Deploying an on-premise Instance of ChatGPT, does it worth it?
There are a number of potential use cases for language models like ChatGPT in closed industrial environments. Here are a few examples:
- Quality control: AI language models can be trained to identify patterns and anomalies in manufacturing data, helping to identify quality control issues before they become major problems. For example, an AI language model could analyze sensor data from a production line and flag any instances where a particular product is outside of expected tolerances.
- Predictive maintenance: By analyzing historical sensor data and other inputs, AI language models can help predict when machinery is likely to fail or require maintenance, enabling proactive maintenance and reducing downtime. This can be especially useful in environments where equipment failure can be costly or dangerous.

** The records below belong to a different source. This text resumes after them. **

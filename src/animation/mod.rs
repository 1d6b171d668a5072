pub(crate) mod driver;
pub(crate) mod ease;
pub(crate) mod interpolate;
pub(crate) mod spring;
pub(crate) mod dsl;
pub(crate) mod model;
pub(crate) mod schedule;
use std::io::Write;

use crate::{
    eval::evaluator::FrameOutput,
    foundation::{
        core::{Canvas, Fps, FrameIndex, FrameRange},
        error::{NexVideoError, NexVideoResult},
    },
};

/// Configuration provided to a [`FrameSink`] at the start of a range render.
#[derive(Debug, Clone, Copy, PartialEq, Eq)]
pub struct SinkConfig {
    pub canvas: Canvas,
    pub fps: Fps,
    /// Frames that will be pushed.
    pub frames: FrameRange,
}

/// Consumer of evaluated frames.
///
/// Ordering contract: `push_frame` is called in strictly increasing `FrameIndex` order within the
/// requested range, whether or not frames were evaluated in parallel.
pub trait FrameSink: Send {
    /// Called once before any frames are pushed.
    fn begin(&mut self, cfg: SinkConfig) -> NexVideoResult<()>;
    fn push_frame(&mut self, idx: FrameIndex, frame: &FrameOutput) -> NexVideoResult<()>;
    /// Called once after the last frame is pushed.
    fn end(&mut self) -> NexVideoResult<()>;
}

/// In-memory sink for tests and debugging.
#[derive(Debug, Default)]
pub struct InMemorySink {
    cfg: Option<SinkConfig>,
    frames: Vec<(FrameIndex, FrameOutput)>,
    ended: bool,
}

impl InMemorySink {
    pub fn new() -> Self {
        Self::default()
    }

    pub fn config(&self) -> Option<SinkConfig> {
        self.cfg
    }

    pub fn frames(&self) -> &[(FrameIndex, FrameOutput)] {
        &self.frames
    }

    pub fn is_ended(&self) -> bool {
        self.ended
    }

    pub fn into_frames(self) -> Vec<(FrameIndex, FrameOutput)> {
        self.frames
    }
}

impl FrameSink for InMemorySink {
    fn begin(&mut self, cfg: SinkConfig) -> NexVideoResult<()> {
        self.cfg = Some(cfg);
        self.frames.clear();
        self.ended = false;
        Ok(())
    }

    fn push_frame(&mut self, idx: FrameIndex, frame: &FrameOutput) -> NexVideoResult<()> {
        self.frames.push((idx, frame.clone()));
        Ok(())
    }

    fn end(&mut self) -> NexVideoResult<()> {
        self.ended = true;
        Ok(())
    }
}

/// Writes one compact JSON object per frame, newline-delimited.
pub struct JsonLinesSink<W: Write + Send> {
    out: W,
    next: Option<FrameIndex>,
    written: u64,
}

impl<W: Write + Send> JsonLinesSink<W> {
    pub fn new(out: W) -> Self {
        Self {
            out,
            next: None,
            written: 0,
        }
    }

    pub fn frames_written(&self) -> u64 {
        self.written
    }

    pub fn into_inner(self) -> W {
        self.out
    }
}

impl<W: Write + Send> FrameSink for JsonLinesSink<W> {
    fn begin(&mut self, cfg: SinkConfig) -> NexVideoResult<()> {
        self.next = Some(cfg.frames.start);
        self.written = 0;
        Ok(())
    }

    fn push_frame(&mut self, idx: FrameIndex, frame: &FrameOutput) -> NexVideoResult<()> {
        let Some(expected) = self.next else {
            return Err(NexVideoError::evaluation(
                "json-lines sink: push_frame before begin",
            ));
        };
        if idx < expected {
            return Err(NexVideoError::evaluation(format!(
                "json-lines sink: frame {} pushed out of order (expected >= {})",
                idx.0, expected.0
            )));
        }
        serde_json::to_writer(&mut self.out, frame)
            .map_err(|e| NexVideoError::serde(format!("serialize frame {}: {e}", idx.0)))?;
        self.out
            .write_all(b"\n")
            .map_err(|e| NexVideoError::Other(e.into()))?;
        self.next = Some(FrameIndex(idx.0 + 1));
        self.written += 1;
        Ok(())
    }

    fn end(&mut self) -> NexVideoResult<()> {
        self.out.flush().map_err(|e| NexVideoError::Other(e.into()))
    }
}

#[cfg(test)]
#[path = "../../tests/unit/encode/sink.rs"]
mod tests;
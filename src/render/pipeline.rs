use std::collections::HashSet;

use rayon::prelude::*;

use crate::{
    composition::{model::Composition, schedule::SceneScheduler},
    encode::sink::{FrameSink, InMemorySink, SinkConfig},
    eval::evaluator::{Evaluator, FrameOutput},
    foundation::{
        core::{FrameIndex, FrameRange},
        error::{NexVideoError, NexVideoResult},
    },
    render::fingerprint::{FrameFingerprint, TimelineDigest, fingerprint_frame},
};

/// Evaluate a single frame.
///
/// This is the one-shot `render(frame, config)` entry point: a pure function of the composition
/// and the frame number.
pub fn render_frame(comp: &Composition, frame: FrameIndex) -> NexVideoResult<FrameOutput> {
    Evaluator::eval_frame(comp, frame)
}

/// Render a range of frames (inclusive start, exclusive end) sequentially.
pub fn render_frames(comp: &Composition, range: FrameRange) -> NexVideoResult<Vec<FrameOutput>> {
    render_frames_with_stats(comp, range, &RenderThreading::default()).map(|(frames, _)| frames)
}

#[derive(Clone, Debug, PartialEq, Eq)]
pub struct RenderThreading {
    pub parallel: bool,
    pub chunk_size: usize,
    pub threads: Option<usize>,
}

impl Default for RenderThreading {
    fn default() -> Self {
        Self {
            parallel: false,
            chunk_size: 64,
            threads: None,
        }
    }
}

impl RenderThreading {
    pub fn validate(&self) -> NexVideoResult<()> {
        if let Some(n) = self.threads
            && n == 0
        {
            return Err(NexVideoError::validation(
                "render threading 'threads' must be >= 1 when set",
            ));
        }
        Ok(())
    }
}

#[derive(Clone, Copy, Debug, PartialEq, Eq)]
pub struct RenderStats {
    pub frames_total: u64,
    /// Frames whose fingerprint was not seen earlier in the range.
    pub frames_distinct: u64,
    pub digest: FrameFingerprint,
}

pub fn render_frames_with_stats(
    comp: &Composition,
    range: FrameRange,
    threading: &RenderThreading,
) -> NexVideoResult<(Vec<FrameOutput>, RenderStats)> {
    let mut sink = InMemorySink::new();
    let stats = render_range(comp, range, threading, &mut sink)?;
    let frames = sink.into_frames().into_iter().map(|(_, f)| f).collect();
    Ok((frames, stats))
}

/// Evaluate `range` and stream every frame to `sink` in timeline order.
#[tracing::instrument(skip(comp, sink))]
pub fn render_range(
    comp: &Composition,
    range: FrameRange,
    threading: &RenderThreading,
    sink: &mut dyn FrameSink,
) -> NexVideoResult<RenderStats> {
    threading.validate()?;
    if range.is_empty() {
        return Err(NexVideoError::validation("render range must be non-empty"));
    }
    comp.validate()?;
    if range.end.0 > comp.duration.0 {
        return Err(NexVideoError::evaluation(format!(
            "render range end {} exceeds duration {}",
            range.end.0, comp.duration.0
        )));
    }
    let scheduler = comp.scheduler()?;

    sink.begin(SinkConfig {
        canvas: comp.canvas,
        fps: comp.fps,
        frames: range,
    })?;

    let mut acc = StatsAccumulator::default();
    if threading.parallel {
        let pool = build_thread_pool(threading.threads)?;
        let chunk_size = normalized_chunk_size(threading.chunk_size, range.len_frames());
        let mut chunk_start = range.start.0;
        while chunk_start < range.end.0 {
            let chunk_end = chunk_start.saturating_add(chunk_size).min(range.end.0);
            let chunk = FrameRange::new(FrameIndex(chunk_start), FrameIndex(chunk_end))
                .map_err(|e| NexVideoError::evaluation(format!("invalid chunk range: {e}")))?;
            for (frame, fp) in eval_chunk_parallel(comp, &scheduler, chunk, &pool)? {
                acc.record(fp);
                sink.push_frame(frame.frame, &frame)?;
            }
            chunk_start = chunk_end;
        }
    } else {
        for f in range.frames() {
            let frame = Evaluator::eval_frame_unchecked(comp, &scheduler, f)?;
            acc.record(fingerprint_frame(&frame));
            sink.push_frame(f, &frame)?;
        }
    }

    sink.end()?;
    let stats = acc.finish();
    tracing::debug!(
        frames_total = stats.frames_total,
        frames_distinct = stats.frames_distinct,
        digest = %stats.digest,
        "rendered range"
    );
    Ok(stats)
}

#[derive(Default)]
struct StatsAccumulator {
    seen: HashSet<FrameFingerprint>,
    digest: TimelineDigest,
}

impl StatsAccumulator {
    fn record(&mut self, fp: FrameFingerprint) {
        self.seen.insert(fp);
        self.digest.push(fp);
    }

    fn finish(self) -> RenderStats {
        RenderStats {
            frames_total: self.digest.frames(),
            frames_distinct: self.seen.len() as u64,
            digest: self.digest.finish(),
        }
    }
}

fn eval_chunk_parallel(
    comp: &Composition,
    scheduler: &SceneScheduler,
    range: FrameRange,
    pool: &rayon::ThreadPool,
) -> NexVideoResult<Vec<(FrameOutput, FrameFingerprint)>> {
    let frames: Vec<FrameIndex> = range.frames().collect();
    pool.install(|| {
        frames
            .par_iter()
            .map(|&f| {
                let frame = Evaluator::eval_frame_unchecked(comp, scheduler, f)?;
                let fp = fingerprint_frame(&frame);
                Ok((frame, fp))
            })
            .collect::<NexVideoResult<Vec<_>>>()
    })
}

fn build_thread_pool(threads: Option<usize>) -> NexVideoResult<rayon::ThreadPool> {
    let mut builder = rayon::ThreadPoolBuilder::new();
    if let Some(n) = threads {
        builder = builder.num_threads(n);
    }
    builder
        .build()
        .map_err(|e| NexVideoError::evaluation(format!("failed to build rayon thread pool: {e}")))
}

/// Clamp to `1..=range_len` so one chunk never spans past the range.
fn normalized_chunk_size(chunk_size: usize, range_len: u64) -> u64 {
    u64::try_from(chunk_size)
        .unwrap_or(u64::MAX)
        .clamp(1, range_len.max(1))
}

#[cfg(test)]
#[path = "../../tests/unit/render/pipeline.rs"]
mod tests;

- Natural language processing: Language models like ChatGPT can be used to analyze and understand natural language text data, such as maintenance reports or customer feedback. This can help identify trends and insights that might be difficult to detect manually, and can help inform decision-making.
- Knowledge management: In large industrial organizations, it can be challenging to manage and organize knowledge effectively. AI language models can be used to automatically classify and tag documents, making it easier to search and retrieve information. They can also be used to create virtual assistants or chatbots that can help employees find the information they need more quickly and easily.

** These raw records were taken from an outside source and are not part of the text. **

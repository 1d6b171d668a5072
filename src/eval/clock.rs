use serde::{Deserialize, Serialize};

use crate::foundation::{
    core::{Canvas, Fps, FrameIndex},
    error::{NexVideoError, NexVideoResult},
};

/// Immutable render configuration: rate, output size and total length.
#[derive(Clone, Copy, Debug, PartialEq, Eq, Serialize, Deserialize)]
pub struct VideoConfig {
    pub fps: Fps,
    pub canvas: Canvas,
    /// Total frames.
    pub duration: FrameIndex,
}

impl VideoConfig {
    /// Duration derived from `scene_count * section_frames`.
    pub fn from_sections(
        fps: Fps,
        canvas: Canvas,
        scene_count: u64,
        section_frames: u64,
    ) -> NexVideoResult<Self> {
        let total = scene_count.checked_mul(section_frames).ok_or_else(|| {
            NexVideoError::validation("scene_count * section_frames overflows u64")
        })?;
        let cfg = Self {
            fps,
            canvas,
            duration: FrameIndex(total),
        };
        cfg.validate()?;
        Ok(cfg)
    }

    pub fn validate(&self) -> NexVideoResult<()> {
        if self.fps.num == 0 || self.fps.den == 0 {
            return Err(NexVideoError::validation("fps must have num>0 and den>0"));
        }
        if self.canvas.width == 0 || self.canvas.height == 0 {
            return Err(NexVideoError::validation("canvas width/height must be > 0"));
        }
        if self.duration.0 == 0 {
            return Err(NexVideoError::validation("duration must be > 0 frames"));
        }
        Ok(())
    }

    pub fn duration_secs(&self) -> f64 {
        self.fps.frames_to_secs(self.duration.0)
    }
}

/// The current frame paired with the render configuration. Lookup only.
#[derive(Clone, Copy, Debug, PartialEq, Eq)]
pub struct FrameClock {
    frame: FrameIndex,
    config: VideoConfig,
}

impl FrameClock {
    pub fn new(frame: FrameIndex, config: VideoConfig) -> Self {
        Self { frame, config }
    }

    pub fn frame(&self) -> FrameIndex {
        self.frame
    }

    pub fn config(&self) -> &VideoConfig {
        &self.config
    }

    pub fn fps(&self) -> Fps {
        self.config.fps
    }

    pub fn canvas(&self) -> Canvas {
        self.config.canvas
    }

    pub fn in_range(&self) -> bool {
        self.frame.0 < self.config.duration.0
    }

    pub fn seconds(&self) -> f64 {
        self.config.fps.frames_to_secs(self.frame.0)
    }
}

#[cfg(test)]
#[path = "../../tests/unit/eval/clock.rs"]
mod tests;
pub(crate) mod color;
pub(crate) mod core;
pub(crate) mod error;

- Speech recognition: In noisy or challenging environments, such as manufacturing floors or construction sites, it can be difficult to communicate effectively. AI language models can be used to improve speech recognition, enabling more accurate voice commands and reducing the need for manual input.
Running a standalone instance of ChatGPT:
The minimum requirements for running ChatGPT or any large language model in a closed environment would depend on a number of factors, including the size of the model, the amount of data being processed, and the specific use case. However, in general, you would need:
- Hardware: Running a large language model like ChatGPT requires significant computational resources, so you would need a powerful server or cluster of servers to support it. This might include GPUs or other specialized hardware to accelerate training and inference.
- Software: You would need to install the appropriate software for training and running language models, such as TensorFlow or PyTorch. You would also need to install the specific model you want to use, such as the GPT-3.5 model used by ChatGPT.
- Data: In order to train a language model, you would need a large amount of text data to use as input. The specific amount of data required would depend on the size of the model and the complexity of the task.
- Access controls: Because language models can be sensitive and may contain proprietary or confidential information, it’s important to implement appropriate access controls to ensure that only authorized users can access and use the system.
- Maintenance and monitoring: Once the system is up and running, you would need to implement ongoing maintenance and monitoring to ensure that it continues to function properly and address any issues that arise. This might include monitoring system performance, addressing security vulnerabilities, and updating software as needed.
Hardware recommendations?
For a first testing setup, it’s possible to run ChatGPT on a single high-end server or workstation with a GPU. Here are some general hardware recommendations to get started:
- CPU: A modern, high-end CPU is recommended, such as an Intel Core i7 or i9 or an AMD Ryzen processor.
- GPU: A GPU is essential for running ChatGPT efficiently. A powerful GPU like the NVIDIA GeForce RTX 2080 or higher is recommended for best performance.
- Memory: At least 16GB of RAM is recommended, though more may be needed for larger models or larger datasets.
- Storage: You’ll need enough storage to store the model and any training data. At least 500GB of SSD storage is recommended, though again, this may vary depending on the specific model and dataset.
It’s worth noting that these are just general recommendations and the specific hardware requirements will depend on the size and complexity of the model being used, as well as the amount of data being processed.
Minimum quantity of data needed to train the model?
The minimum amount of data needed to train a language model like ChatGPT can vary depending on the specific use case and the size and complexity of the model being used. However, in general, larger language models require larger amounts of training data to achieve good results.
For example, the original GPT model released by OpenAI was trained on a dataset of over 40GB of text data, while the larger GPT-2 and GPT-3 models were trained on datasets of 1.5TB and 570GB, respectively.
In order to get started with training a smaller language model, you could start with a smaller dataset of a few GBs or less. However, it’s important to keep in mind that the quality of the outputs may be limited by the amount and quality of the training data used. In general, the more data that is available, the better the performance of the language model is likely to be.
Does it worth it?
Several Cloud based ready to use AI solutions are already there in the market, Microsoft is proposing a GPT model that can be clustered and used for your own data only, other providers are also proposing similar solutions. Does it worth the pain to go with an OpenAI solution and deploy your own AI internaly? It is an open question, just be ready to assume the consequences for both cases, as any IT solution, AI will require hiring talents, maintaining the solution and managing the access rights. It will also require a lot of trainings and a certain time before getting the first results. And as any other solution, administration and a dedicated training program to your work force in order to make the transition a successful Journey are a must!